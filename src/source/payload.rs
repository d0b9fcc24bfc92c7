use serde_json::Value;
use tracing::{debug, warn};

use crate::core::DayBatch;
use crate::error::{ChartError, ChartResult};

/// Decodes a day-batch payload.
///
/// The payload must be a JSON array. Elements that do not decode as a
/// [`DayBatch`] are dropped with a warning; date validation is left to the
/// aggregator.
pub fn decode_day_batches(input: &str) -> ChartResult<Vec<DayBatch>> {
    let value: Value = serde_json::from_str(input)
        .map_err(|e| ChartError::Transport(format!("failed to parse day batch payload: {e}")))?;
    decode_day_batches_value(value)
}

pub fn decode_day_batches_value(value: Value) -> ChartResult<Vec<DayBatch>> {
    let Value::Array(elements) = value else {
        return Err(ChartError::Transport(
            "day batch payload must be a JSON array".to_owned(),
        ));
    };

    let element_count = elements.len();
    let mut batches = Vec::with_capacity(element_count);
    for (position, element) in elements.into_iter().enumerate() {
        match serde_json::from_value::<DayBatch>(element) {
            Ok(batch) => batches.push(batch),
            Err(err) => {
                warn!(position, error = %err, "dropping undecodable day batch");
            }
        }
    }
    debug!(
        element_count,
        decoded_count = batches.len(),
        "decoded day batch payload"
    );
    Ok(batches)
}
============
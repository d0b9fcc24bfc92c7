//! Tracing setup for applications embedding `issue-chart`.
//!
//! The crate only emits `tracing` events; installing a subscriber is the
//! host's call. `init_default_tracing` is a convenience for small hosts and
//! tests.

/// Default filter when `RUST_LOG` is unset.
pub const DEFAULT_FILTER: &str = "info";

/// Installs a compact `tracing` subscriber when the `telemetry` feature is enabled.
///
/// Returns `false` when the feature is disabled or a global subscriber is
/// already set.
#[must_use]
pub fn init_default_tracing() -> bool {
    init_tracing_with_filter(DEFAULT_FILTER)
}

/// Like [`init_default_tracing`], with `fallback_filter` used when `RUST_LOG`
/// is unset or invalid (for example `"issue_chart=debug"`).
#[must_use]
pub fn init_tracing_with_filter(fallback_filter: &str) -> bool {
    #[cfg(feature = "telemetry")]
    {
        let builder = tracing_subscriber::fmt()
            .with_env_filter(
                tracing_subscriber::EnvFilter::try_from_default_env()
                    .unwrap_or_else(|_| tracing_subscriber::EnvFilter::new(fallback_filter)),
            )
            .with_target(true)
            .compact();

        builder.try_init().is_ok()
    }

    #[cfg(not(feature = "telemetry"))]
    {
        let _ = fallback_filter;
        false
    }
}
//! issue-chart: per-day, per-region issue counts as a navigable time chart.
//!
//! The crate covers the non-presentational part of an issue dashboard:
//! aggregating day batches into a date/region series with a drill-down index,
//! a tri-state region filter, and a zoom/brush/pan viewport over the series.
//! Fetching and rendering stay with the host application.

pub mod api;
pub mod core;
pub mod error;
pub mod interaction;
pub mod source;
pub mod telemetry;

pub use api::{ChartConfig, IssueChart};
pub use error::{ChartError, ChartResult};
============
Exercise instructions: What you return must be the lines above that run from the line with "let builder = tracing_subscriber::fmt()" to the line with "aggregating day batches", inclusive, each copied exactly.

Exercise result:
        let builder = tracing_subscriber::fmt()
            .with_env_filter(
                tracing_subscriber::EnvFilter::try_from_default_env()
                    .unwrap_or_else(|_| tracing_subscriber::EnvFilter::new(fallback_filter)),
            )
            .with_target(true)
            .compact();

        builder.try_init().is_ok()
    }

    #[cfg(not(feature = "telemetry"))]
    {
        let _ = fallback_filter;
        false
    }
}
//! issue-chart: per-day, per-region issue counts as a navigable time chart.
//!
//! The crate covers the non-presentational part of an issue dashboard:
//! aggregating day batches into a date/region series with a drill-down index,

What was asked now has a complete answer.